Task description :: Each line from the first down to the one containing "the current file." should be returned exactly as it appears below.

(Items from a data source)
□ □ □ □

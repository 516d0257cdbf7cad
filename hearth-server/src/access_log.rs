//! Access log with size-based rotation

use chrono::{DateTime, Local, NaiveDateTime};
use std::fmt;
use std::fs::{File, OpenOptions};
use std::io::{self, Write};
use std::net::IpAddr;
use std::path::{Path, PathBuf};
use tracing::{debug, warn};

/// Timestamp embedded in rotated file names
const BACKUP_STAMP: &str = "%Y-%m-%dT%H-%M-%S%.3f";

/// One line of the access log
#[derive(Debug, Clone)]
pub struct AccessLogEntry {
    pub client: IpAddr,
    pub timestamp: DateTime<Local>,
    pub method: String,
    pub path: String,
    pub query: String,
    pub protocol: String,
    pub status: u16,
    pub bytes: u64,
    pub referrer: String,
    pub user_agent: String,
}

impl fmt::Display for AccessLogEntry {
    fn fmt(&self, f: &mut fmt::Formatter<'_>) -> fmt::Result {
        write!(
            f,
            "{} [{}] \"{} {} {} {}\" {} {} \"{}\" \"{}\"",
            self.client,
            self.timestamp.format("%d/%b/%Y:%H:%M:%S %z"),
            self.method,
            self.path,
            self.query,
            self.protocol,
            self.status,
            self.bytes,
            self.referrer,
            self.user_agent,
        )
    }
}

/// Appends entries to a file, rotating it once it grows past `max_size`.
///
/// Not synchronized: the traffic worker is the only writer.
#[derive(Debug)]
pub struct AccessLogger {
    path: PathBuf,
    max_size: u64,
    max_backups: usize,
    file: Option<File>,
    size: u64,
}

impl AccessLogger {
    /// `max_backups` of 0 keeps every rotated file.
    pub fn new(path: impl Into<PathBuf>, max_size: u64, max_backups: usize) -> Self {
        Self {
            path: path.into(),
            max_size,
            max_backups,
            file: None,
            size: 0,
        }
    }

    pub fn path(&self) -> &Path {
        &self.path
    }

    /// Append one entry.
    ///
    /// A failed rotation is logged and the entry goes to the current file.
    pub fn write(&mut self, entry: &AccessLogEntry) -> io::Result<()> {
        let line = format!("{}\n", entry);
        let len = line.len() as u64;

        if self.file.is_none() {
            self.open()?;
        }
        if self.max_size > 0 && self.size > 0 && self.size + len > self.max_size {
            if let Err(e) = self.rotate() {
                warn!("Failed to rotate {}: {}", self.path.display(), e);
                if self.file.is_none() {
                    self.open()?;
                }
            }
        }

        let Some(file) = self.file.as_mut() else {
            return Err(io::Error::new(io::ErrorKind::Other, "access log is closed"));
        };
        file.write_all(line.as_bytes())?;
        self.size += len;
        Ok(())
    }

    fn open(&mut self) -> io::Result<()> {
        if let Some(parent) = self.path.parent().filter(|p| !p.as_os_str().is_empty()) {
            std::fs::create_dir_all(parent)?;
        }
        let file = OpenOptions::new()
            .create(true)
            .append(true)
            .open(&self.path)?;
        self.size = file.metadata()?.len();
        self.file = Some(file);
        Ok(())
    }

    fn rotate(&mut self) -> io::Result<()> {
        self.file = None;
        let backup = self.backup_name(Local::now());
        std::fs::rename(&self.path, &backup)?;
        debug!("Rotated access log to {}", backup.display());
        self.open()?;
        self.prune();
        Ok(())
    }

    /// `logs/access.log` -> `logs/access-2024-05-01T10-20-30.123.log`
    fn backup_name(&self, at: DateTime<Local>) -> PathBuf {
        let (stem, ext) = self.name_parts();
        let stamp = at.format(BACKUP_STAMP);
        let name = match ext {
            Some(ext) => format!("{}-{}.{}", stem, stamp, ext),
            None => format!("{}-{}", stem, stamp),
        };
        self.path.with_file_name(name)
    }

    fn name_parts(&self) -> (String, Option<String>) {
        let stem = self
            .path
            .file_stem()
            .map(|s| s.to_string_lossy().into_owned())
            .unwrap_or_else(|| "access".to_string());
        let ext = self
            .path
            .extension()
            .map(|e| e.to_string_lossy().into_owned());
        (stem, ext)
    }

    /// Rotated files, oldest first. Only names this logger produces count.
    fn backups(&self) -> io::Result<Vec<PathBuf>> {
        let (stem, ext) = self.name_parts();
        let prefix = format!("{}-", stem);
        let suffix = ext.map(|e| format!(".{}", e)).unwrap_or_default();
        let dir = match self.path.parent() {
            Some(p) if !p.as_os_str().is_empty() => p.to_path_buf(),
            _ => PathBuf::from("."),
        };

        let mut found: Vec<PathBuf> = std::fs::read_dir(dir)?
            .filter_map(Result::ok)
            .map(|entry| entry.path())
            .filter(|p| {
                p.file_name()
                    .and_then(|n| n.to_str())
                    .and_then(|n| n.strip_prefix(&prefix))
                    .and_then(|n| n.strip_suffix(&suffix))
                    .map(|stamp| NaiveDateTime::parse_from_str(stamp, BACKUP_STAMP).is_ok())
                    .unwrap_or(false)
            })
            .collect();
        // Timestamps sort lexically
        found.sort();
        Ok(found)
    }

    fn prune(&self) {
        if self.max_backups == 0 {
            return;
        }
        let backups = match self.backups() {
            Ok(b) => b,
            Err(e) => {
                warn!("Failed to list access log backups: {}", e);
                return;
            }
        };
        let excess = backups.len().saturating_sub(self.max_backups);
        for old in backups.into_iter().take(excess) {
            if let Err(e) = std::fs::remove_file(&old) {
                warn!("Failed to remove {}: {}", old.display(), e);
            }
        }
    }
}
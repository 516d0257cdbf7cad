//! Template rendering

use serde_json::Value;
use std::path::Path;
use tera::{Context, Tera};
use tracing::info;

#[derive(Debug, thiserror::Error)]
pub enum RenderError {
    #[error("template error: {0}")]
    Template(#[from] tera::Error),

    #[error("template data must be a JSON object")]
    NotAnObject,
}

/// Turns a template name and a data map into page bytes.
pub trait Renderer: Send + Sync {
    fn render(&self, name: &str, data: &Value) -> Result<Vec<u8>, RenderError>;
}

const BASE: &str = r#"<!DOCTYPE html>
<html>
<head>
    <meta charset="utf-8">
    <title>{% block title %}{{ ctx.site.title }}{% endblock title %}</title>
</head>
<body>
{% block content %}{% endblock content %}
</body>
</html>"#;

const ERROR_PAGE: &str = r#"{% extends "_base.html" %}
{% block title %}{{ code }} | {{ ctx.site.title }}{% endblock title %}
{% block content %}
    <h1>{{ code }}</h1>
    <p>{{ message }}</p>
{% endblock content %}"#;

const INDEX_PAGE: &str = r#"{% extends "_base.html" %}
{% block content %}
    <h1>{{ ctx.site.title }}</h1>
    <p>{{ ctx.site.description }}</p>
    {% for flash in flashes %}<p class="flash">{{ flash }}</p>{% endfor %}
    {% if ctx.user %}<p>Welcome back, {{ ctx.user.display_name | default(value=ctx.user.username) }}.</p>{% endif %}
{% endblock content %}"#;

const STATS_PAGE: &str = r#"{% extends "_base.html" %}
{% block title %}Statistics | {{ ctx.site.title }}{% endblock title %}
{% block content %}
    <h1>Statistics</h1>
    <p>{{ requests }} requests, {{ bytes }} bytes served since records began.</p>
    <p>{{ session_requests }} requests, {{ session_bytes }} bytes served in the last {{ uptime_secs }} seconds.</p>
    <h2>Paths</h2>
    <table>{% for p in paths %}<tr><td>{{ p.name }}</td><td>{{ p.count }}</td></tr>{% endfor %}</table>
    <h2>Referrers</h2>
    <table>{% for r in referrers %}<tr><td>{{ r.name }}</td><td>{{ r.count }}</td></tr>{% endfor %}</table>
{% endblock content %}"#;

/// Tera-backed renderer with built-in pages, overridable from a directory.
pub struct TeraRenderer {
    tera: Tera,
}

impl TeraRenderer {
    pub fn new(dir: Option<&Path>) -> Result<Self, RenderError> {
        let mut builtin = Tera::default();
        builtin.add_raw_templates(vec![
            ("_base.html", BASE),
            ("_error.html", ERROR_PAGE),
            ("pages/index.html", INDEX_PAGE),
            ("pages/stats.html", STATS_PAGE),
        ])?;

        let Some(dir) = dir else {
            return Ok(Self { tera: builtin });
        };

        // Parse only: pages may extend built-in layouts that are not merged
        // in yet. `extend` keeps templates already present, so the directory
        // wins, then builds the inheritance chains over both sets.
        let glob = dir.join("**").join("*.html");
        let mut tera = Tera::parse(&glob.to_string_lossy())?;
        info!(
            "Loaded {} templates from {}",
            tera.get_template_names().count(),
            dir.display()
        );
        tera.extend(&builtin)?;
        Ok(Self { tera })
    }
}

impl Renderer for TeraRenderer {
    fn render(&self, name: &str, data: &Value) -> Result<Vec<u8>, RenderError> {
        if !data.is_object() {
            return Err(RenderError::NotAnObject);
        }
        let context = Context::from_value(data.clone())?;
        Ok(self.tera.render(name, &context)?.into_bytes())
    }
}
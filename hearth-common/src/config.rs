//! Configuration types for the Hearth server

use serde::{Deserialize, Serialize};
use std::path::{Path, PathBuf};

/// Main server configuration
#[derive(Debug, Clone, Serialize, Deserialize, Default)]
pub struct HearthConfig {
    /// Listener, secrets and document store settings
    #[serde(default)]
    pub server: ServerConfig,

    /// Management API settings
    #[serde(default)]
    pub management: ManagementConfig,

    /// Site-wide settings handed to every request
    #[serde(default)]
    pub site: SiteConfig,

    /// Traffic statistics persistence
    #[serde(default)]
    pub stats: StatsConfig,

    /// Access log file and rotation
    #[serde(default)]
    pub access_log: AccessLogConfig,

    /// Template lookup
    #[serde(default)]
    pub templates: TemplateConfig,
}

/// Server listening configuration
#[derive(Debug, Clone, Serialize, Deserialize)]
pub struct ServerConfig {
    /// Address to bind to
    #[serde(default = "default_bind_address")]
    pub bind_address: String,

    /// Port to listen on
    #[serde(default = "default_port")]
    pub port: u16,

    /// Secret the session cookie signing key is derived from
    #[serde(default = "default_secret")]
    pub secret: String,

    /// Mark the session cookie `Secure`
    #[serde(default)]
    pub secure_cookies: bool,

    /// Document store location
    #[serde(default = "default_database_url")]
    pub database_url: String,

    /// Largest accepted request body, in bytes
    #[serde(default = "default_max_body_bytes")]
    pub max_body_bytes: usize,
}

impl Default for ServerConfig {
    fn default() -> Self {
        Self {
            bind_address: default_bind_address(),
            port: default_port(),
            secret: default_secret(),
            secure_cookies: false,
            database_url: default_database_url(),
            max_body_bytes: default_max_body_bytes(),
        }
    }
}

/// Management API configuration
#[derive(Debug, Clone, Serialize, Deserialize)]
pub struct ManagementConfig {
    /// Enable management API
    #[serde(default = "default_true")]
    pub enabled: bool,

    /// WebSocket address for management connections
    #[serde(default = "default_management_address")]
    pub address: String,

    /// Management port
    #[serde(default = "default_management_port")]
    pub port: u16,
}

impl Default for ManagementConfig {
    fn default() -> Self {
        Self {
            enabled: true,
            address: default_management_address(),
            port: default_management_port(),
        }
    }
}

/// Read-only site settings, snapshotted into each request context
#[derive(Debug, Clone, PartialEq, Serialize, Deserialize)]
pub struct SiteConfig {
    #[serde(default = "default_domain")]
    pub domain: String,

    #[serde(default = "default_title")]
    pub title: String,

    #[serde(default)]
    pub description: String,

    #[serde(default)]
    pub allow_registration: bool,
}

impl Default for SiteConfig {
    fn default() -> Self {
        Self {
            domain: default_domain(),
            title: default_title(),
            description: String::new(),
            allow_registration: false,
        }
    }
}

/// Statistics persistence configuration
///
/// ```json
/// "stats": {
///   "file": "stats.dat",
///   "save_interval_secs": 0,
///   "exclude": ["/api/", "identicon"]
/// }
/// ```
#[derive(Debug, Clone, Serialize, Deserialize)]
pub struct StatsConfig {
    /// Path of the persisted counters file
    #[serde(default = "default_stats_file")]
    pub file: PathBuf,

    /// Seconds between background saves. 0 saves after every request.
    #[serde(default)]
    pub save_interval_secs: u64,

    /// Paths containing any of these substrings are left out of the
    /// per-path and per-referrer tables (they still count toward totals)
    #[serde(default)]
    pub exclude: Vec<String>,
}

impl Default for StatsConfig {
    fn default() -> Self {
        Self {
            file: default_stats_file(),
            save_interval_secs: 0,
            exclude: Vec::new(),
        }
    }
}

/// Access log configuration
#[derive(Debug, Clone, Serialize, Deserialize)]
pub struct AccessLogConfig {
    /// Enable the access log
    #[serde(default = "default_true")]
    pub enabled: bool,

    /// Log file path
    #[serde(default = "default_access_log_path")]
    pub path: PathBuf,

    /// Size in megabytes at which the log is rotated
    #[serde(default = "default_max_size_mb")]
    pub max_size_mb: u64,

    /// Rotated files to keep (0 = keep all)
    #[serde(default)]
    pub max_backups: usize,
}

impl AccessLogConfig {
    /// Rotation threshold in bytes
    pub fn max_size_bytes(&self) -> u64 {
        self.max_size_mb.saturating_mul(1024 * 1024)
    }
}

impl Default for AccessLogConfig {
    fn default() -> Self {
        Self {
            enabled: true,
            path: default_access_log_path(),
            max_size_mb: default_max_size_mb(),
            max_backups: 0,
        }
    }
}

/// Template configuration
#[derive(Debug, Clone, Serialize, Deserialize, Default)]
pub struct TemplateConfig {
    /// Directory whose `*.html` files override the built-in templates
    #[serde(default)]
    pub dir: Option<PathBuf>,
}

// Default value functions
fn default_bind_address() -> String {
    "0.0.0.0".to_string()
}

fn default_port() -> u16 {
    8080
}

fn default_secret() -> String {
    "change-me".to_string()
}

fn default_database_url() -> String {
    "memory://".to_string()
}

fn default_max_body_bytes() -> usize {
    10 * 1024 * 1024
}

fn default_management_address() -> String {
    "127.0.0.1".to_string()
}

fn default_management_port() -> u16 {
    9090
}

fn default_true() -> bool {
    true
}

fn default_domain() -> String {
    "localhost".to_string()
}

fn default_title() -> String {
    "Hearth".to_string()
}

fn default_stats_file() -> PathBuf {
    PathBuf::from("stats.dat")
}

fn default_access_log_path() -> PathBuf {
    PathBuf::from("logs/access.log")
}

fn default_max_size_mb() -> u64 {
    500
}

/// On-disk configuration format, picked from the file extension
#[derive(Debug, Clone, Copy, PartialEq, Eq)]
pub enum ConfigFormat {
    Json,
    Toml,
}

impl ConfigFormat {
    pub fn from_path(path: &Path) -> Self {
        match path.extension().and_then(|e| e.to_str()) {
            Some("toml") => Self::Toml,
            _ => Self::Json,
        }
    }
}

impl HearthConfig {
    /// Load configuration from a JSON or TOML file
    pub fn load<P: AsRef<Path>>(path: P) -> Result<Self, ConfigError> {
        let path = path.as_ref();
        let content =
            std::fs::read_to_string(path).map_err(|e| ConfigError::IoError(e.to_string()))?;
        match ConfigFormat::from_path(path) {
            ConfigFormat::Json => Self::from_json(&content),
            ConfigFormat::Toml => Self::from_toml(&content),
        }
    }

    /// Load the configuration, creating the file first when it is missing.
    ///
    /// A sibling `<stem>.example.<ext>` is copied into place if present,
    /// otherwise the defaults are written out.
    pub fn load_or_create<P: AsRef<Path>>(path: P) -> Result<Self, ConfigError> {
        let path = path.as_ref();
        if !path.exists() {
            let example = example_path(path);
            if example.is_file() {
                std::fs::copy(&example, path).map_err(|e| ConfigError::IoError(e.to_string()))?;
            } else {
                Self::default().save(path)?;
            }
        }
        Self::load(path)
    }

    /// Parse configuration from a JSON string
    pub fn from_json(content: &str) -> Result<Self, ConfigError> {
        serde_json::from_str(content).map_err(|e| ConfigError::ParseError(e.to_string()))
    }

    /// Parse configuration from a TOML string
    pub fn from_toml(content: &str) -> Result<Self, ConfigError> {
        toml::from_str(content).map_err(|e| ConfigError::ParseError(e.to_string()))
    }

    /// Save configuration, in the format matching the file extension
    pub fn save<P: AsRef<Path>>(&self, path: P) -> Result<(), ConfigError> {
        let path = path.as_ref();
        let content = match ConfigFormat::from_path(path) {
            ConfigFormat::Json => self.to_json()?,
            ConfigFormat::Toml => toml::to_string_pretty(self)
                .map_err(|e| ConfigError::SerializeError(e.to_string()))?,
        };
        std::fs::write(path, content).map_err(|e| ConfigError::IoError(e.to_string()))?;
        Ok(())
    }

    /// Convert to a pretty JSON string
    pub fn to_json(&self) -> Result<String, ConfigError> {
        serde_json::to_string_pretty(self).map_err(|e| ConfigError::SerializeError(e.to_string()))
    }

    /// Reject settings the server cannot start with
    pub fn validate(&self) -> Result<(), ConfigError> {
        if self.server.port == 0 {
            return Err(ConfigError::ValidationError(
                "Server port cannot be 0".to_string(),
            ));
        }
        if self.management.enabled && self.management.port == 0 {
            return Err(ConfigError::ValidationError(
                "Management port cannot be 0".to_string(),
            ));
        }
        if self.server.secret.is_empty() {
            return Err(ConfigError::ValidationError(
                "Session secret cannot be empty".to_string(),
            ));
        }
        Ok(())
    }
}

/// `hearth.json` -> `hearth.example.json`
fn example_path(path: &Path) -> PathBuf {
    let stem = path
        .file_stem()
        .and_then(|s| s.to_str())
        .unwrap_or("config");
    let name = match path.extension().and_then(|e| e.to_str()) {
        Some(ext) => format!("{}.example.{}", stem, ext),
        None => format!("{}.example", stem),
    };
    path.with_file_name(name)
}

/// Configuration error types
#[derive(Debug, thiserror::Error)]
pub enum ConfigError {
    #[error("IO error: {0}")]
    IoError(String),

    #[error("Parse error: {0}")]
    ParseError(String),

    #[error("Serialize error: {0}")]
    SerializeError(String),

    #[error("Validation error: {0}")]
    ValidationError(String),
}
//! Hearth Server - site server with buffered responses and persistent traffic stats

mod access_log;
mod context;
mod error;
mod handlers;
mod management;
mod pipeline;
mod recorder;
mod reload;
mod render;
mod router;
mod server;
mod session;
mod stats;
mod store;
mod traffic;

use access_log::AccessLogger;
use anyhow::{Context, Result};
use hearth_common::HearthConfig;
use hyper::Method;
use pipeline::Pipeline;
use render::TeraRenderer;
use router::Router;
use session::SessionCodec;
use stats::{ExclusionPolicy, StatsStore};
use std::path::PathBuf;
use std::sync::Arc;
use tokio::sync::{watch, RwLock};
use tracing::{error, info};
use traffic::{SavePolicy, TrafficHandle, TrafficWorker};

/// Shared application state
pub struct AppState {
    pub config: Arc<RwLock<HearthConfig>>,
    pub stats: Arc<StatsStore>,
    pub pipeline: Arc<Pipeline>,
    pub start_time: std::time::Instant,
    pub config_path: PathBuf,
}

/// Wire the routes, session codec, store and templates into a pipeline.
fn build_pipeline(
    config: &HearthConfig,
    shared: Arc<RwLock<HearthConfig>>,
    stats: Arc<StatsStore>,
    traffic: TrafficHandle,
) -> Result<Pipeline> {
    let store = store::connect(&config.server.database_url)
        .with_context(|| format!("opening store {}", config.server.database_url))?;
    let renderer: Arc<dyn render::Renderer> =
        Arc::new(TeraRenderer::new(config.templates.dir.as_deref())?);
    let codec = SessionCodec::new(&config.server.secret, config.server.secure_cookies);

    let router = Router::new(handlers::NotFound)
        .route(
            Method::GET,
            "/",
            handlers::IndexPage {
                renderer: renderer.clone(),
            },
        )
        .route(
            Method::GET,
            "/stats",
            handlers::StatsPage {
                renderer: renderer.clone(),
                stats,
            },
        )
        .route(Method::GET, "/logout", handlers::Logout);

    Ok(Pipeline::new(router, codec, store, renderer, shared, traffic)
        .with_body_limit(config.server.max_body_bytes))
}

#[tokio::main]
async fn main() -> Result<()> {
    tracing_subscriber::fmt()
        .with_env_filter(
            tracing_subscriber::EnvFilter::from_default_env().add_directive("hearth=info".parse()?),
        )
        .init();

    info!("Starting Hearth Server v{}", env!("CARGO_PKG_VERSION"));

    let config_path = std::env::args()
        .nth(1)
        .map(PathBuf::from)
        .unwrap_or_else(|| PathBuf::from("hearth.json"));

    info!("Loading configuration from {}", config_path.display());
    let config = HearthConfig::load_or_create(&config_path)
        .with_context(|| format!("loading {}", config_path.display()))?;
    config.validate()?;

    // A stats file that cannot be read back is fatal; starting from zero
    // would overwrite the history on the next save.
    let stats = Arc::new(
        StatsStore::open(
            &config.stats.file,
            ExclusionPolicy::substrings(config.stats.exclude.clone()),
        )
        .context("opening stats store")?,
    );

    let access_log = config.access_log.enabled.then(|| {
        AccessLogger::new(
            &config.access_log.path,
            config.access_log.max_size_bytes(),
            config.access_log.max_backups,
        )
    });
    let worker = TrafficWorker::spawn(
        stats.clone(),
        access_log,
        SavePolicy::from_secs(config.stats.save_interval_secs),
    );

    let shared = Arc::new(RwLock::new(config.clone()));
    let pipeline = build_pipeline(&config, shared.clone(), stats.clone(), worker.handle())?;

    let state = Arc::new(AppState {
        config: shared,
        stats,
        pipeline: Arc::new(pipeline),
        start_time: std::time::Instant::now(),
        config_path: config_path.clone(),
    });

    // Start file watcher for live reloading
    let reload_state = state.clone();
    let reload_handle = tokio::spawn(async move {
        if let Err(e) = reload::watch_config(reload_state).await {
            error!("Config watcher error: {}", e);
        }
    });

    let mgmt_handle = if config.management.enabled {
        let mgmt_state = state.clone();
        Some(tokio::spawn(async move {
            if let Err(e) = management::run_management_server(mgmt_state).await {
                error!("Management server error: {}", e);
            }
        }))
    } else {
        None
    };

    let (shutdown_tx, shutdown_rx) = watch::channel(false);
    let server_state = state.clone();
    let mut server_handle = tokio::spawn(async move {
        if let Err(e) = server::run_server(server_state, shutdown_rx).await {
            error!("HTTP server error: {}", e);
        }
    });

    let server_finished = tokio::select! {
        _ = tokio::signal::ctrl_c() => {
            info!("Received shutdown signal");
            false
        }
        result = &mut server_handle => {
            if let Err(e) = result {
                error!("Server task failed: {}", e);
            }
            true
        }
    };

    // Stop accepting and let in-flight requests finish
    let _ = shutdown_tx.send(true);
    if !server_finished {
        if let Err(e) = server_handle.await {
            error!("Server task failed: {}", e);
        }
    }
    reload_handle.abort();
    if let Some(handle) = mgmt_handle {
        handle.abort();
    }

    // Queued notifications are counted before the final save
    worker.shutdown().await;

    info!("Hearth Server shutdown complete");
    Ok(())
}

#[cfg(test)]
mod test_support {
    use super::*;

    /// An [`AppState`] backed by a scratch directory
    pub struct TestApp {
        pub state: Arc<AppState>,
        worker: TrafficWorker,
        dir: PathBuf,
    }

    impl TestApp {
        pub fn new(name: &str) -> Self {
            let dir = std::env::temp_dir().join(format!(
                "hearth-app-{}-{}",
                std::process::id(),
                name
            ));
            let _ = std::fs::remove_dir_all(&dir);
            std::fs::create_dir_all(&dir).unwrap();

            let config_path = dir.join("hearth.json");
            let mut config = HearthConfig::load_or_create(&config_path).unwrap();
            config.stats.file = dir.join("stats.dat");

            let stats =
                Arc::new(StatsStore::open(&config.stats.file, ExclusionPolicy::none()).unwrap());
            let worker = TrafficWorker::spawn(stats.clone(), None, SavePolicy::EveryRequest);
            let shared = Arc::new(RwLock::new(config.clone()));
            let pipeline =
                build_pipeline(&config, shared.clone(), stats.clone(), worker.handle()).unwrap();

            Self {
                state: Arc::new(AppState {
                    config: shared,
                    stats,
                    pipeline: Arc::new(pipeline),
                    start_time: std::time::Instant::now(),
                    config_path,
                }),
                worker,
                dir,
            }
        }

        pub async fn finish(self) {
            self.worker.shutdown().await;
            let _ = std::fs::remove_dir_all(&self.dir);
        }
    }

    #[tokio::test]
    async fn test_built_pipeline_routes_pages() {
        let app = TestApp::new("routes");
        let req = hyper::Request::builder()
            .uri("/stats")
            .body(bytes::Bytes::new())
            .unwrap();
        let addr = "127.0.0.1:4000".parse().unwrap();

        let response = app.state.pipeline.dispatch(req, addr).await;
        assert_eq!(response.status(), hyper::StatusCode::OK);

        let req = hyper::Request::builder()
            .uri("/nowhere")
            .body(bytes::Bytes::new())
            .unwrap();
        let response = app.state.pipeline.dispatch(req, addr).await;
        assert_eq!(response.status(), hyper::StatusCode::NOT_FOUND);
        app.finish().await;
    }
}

□ □ □ □

Response to this exercise ::
repository 516d0257cdbf7cad
filename hearth-server/src/access_log.rs
//! Access log with size-based rotation

use chrono::{DateTime, Local, NaiveDateTime};
use std::fmt;
use std::fs::{File, OpenOptions};
use std::io::{self, Write};
use std::net::IpAddr;
use std::path::{Path, PathBuf};
use tracing::{debug, warn};

/// Timestamp embedded in rotated file names
const BACKUP_STAMP: &str = "%Y-%m-%dT%H-%M-%S%.3f";

/// One line of the access log
#[derive(Debug, Clone)]
pub struct AccessLogEntry {
    pub client: IpAddr,
    pub timestamp: DateTime<Local>,
    pub method: String,
    pub path: String,
    pub query: String,
    pub protocol: String,
    pub status: u16,
    pub bytes: u64,
    pub referrer: String,
    pub user_agent: String,
}

impl fmt::Display for AccessLogEntry {
    fn fmt(&self, f: &mut fmt::Formatter<'_>) -> fmt::Result {
        write!(
            f,
            "{} [{}] \"{} {} {} {}\" {} {} \"{}\" \"{}\"",
            self.client,
            self.timestamp.format("%d/%b/%Y:%H:%M:%S %z"),
            self.method,
            self.path,
            self.query,
            self.protocol,
            self.status,
            self.bytes,
            self.referrer,
            self.user_agent,
        )
    }
}

/// Appends entries to a file, rotating it once it grows past `max_size`.
///
/// Not synchronized: the traffic worker is the only writer.
#[derive(Debug)]
pub struct AccessLogger {
    path: PathBuf,
    max_size: u64,
    max_backups: usize,
    file: Option<File>,
    size: u64,
}

impl AccessLogger {
    /// `max_backups` of 0 keeps every rotated file.
    pub fn new(path: impl Into<PathBuf>, max_size: u64, max_backups: usize) -> Self {
        Self {
            path: path.into(),
            max_size,
            max_backups,
            file: None,
            size: 0,
        }
    }

    pub fn path(&self) -> &Path {
        &self.path
    }

    /// Append one entry.
    ///
    /// A failed rotation is logged and the entry goes to the current file.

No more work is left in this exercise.